== Segment start ==
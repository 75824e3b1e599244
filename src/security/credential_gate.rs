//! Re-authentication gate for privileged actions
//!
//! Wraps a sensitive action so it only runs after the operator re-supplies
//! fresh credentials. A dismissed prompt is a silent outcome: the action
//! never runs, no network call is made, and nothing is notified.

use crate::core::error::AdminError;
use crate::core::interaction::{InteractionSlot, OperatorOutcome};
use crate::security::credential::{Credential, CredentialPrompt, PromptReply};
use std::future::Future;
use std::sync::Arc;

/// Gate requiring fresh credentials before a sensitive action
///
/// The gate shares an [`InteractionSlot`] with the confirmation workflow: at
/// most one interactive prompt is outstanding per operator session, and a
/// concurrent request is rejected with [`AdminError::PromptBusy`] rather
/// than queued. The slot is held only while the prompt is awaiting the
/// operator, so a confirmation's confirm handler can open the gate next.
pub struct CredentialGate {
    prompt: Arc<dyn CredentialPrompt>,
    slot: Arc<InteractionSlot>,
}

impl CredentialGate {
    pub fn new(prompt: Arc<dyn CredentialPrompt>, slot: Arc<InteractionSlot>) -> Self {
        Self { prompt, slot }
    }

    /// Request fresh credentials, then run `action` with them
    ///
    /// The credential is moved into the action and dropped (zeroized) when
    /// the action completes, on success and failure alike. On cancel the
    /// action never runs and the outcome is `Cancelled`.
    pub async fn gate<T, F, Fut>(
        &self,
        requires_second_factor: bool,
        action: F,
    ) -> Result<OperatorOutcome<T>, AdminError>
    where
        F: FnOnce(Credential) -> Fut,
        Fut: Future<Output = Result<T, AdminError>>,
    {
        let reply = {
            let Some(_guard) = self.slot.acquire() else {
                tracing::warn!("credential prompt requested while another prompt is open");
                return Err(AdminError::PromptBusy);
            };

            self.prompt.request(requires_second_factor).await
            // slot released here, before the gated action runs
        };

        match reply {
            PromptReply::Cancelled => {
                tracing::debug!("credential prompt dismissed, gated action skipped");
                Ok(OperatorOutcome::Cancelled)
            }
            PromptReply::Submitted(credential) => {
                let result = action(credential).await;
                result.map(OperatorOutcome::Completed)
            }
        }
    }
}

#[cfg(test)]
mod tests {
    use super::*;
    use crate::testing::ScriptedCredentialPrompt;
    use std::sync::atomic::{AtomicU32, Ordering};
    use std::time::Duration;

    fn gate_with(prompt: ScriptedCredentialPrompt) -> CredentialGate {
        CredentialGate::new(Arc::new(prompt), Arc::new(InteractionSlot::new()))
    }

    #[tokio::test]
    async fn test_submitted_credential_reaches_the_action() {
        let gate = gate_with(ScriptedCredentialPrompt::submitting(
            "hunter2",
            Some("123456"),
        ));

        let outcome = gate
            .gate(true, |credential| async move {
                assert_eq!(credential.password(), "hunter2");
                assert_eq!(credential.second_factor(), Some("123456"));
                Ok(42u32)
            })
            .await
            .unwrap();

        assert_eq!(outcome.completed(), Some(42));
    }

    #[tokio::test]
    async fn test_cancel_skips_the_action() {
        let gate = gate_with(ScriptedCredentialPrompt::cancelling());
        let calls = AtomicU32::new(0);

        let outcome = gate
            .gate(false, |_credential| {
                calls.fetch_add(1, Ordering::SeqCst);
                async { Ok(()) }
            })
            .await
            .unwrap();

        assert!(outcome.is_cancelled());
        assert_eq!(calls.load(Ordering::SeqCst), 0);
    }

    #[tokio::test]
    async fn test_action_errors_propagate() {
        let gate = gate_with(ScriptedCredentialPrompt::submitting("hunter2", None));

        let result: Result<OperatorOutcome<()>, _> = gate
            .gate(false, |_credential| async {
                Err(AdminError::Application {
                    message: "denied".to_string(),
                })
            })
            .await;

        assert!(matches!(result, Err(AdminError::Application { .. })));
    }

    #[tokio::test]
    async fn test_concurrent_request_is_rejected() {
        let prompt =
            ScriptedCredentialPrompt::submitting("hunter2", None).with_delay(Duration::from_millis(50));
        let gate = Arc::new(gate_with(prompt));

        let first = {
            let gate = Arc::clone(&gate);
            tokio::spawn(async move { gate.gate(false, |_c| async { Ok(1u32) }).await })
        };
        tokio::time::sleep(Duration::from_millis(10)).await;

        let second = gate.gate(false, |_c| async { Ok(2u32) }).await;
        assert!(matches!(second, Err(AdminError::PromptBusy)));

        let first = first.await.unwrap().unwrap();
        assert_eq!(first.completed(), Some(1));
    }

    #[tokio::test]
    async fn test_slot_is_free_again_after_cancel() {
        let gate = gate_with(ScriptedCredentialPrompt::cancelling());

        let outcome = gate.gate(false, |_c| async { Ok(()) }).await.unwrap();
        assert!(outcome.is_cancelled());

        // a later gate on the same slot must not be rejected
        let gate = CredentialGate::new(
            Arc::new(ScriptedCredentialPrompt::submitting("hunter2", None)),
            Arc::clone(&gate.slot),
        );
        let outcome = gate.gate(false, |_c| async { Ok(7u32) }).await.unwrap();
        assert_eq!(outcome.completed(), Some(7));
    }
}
== Segment end ==
= DESCRIPTION OF THE TASK =
Reproduce the listing in full, exactly, so that no line is missing.

= WRITTEN ANSWER =
repository 75824e3b1e599244
filename src/security/credential_gate.rs
//! Re-authentication gate for privileged actions
//!
//! Wraps a sensitive action so it only runs after the operator re-supplies
//! fresh credentials. A dismissed prompt is a silent outcome: the action
//! never runs, no network call is made, and nothing is notified.

use crate::core::error::AdminError;
use crate::core::interaction::{InteractionSlot, OperatorOutcome};
use crate::security::credential::{Credential, CredentialPrompt, PromptReply};
use std::future::Future;
use std::sync::Arc;

/// Gate requiring fresh credentials before a sensitive action
///
/// The gate shares an [`InteractionSlot`] with the confirmation workflow: at
/// most one interactive prompt is outstanding per operator session, and a
/// concurrent request is rejected with [`AdminError::PromptBusy`] rather
/// than queued. The slot is held only while the prompt is awaiting the
/// operator, so a confirmation's confirm handler can open the gate next.
pub struct CredentialGate {
    prompt: Arc<dyn CredentialPrompt>,
    slot: Arc<InteractionSlot>,
}

impl CredentialGate {
    pub fn new(prompt: Arc<dyn CredentialPrompt>, slot: Arc<InteractionSlot>) -> Self {
        Self { prompt, slot }
    }

    /// Request fresh credentials, then run `action` with them
    ///
    /// The credential is moved into the action and dropped (zeroized) when
    /// the action completes, on success and failure alike. On cancel the
    /// action never runs and the outcome is `Cancelled`.
    pub async fn gate<T, F, Fut>(
        &self,
        requires_second_factor: bool,
        action: F,
    ) -> Result<OperatorOutcome<T>, AdminError>
    where
        F: FnOnce(Credential) -> Fut,
        Fut: Future<Output = Result<T, AdminError>>,
    {
        let reply = {
            let Some(_guard) = self.slot.acquire() else {
                tracing::warn!("credential prompt requested while another prompt is open");
                return Err(AdminError::PromptBusy);
            };

            self.prompt.request(requires_second_factor).await
            // slot released here, before the gated action runs
        };

        match reply {
            PromptReply::Cancelled => {
                tracing::debug!("credential prompt dismissed, gated action skipped");
                Ok(OperatorOutcome::Cancelled)
            }
            PromptReply::Submitted(credential) => {
                let result = action(credential).await;
                result.map(OperatorOutcome::Completed)
            }
        }
    }
}

#[cfg(test)]
mod tests {
    use super::*;
    use crate::testing::ScriptedCredentialPrompt;
    use std::sync::atomic::{AtomicU32, Ordering};
    use std::time::Duration;

    fn gate_with(prompt: ScriptedCredentialPrompt) -> CredentialGate {
        CredentialGate::new(Arc::new(prompt), Arc::new(InteractionSlot::new()))
    }

    #[tokio::test]
    async fn test_submitted_credential_reaches_the_action() {
        let gate = gate_with(ScriptedCredentialPrompt::submitting(
            "hunter2",
            Some("123456"),
        ));

        let outcome = gate
            .gate(true, |credential| async move {
                assert_eq!(credential.password(), "hunter2");
                assert_eq!(credential.second_factor(), Some("123456"));
                Ok(42u32)
            })
            .await
            .unwrap();

        assert_eq!(outcome.completed(), Some(42));
    }

    #[tokio::test]
    async fn test_cancel_skips_the_action() {
        let gate = gate_with(ScriptedCredentialPrompt::cancelling());
        let calls = AtomicU32::new(0);

        let outcome = gate
            .gate(false, |_credential| {
                calls.fetch_add(1, Ordering::SeqCst);
                async { Ok(()) }
            })
            .await
            .unwrap();

        assert!(outcome.is_cancelled());
        assert_eq!(calls.load(Ordering::SeqCst), 0);
    }

    #[tokio::test]
    async fn test_action_errors_propagate() {
        let gate = gate_with(ScriptedCredentialPrompt::submitting("hunter2", None));

        let result: Result<OperatorOutcome<()>, _> = gate
            .gate(false, |_credential| async {
                Err(AdminError::Application {
                    message: "denied".to_string(),
                })
            })
            .await;

        assert!(matches!(result, Err(AdminError::Application { .. })));
    }

    #[tokio::test]
    async fn test_concurrent_request_is_rejected() {
        let prompt =
            ScriptedCredentialPrompt::submitting("hunter2", None).with_delay(Duration::from_millis(50));
        let gate = Arc::new(gate_with(prompt));

        let first = {
            let gate = Arc::clone(&gate);
            tokio::spawn(async move { gate.gate(false, |_c| async { Ok(1u32) }).await })
        };
        tokio::time::sleep(Duration::from_millis(10)).await;

        let second = gate.gate(false, |_c| async { Ok(2u32) }).await;
        assert!(matches!(second, Err(AdminError::PromptBusy)));

        let first = first.await.unwrap().unwrap();
        assert_eq!(first.completed(), Some(1));
    }

    #[tokio::test]
    async fn test_slot_is_free_again_after_cancel() {
        let gate = gate_with(ScriptedCredentialPrompt::cancelling());

        let outcome = gate.gate(false, |_c| async { Ok(()) }).await.unwrap();
        assert!(outcome.is_cancelled());

        // a later gate on the same slot must not be rejected
        let gate = CredentialGate::new(
            Arc::new(ScriptedCredentialPrompt::submitting("hunter2", None)),
            Arc::clone(&gate.slot),
        );
        let outcome = gate.gate(false, |_c| async { Ok(7u32) }).await.unwrap();
        assert_eq!(outcome.completed(), Some(7));
    }
}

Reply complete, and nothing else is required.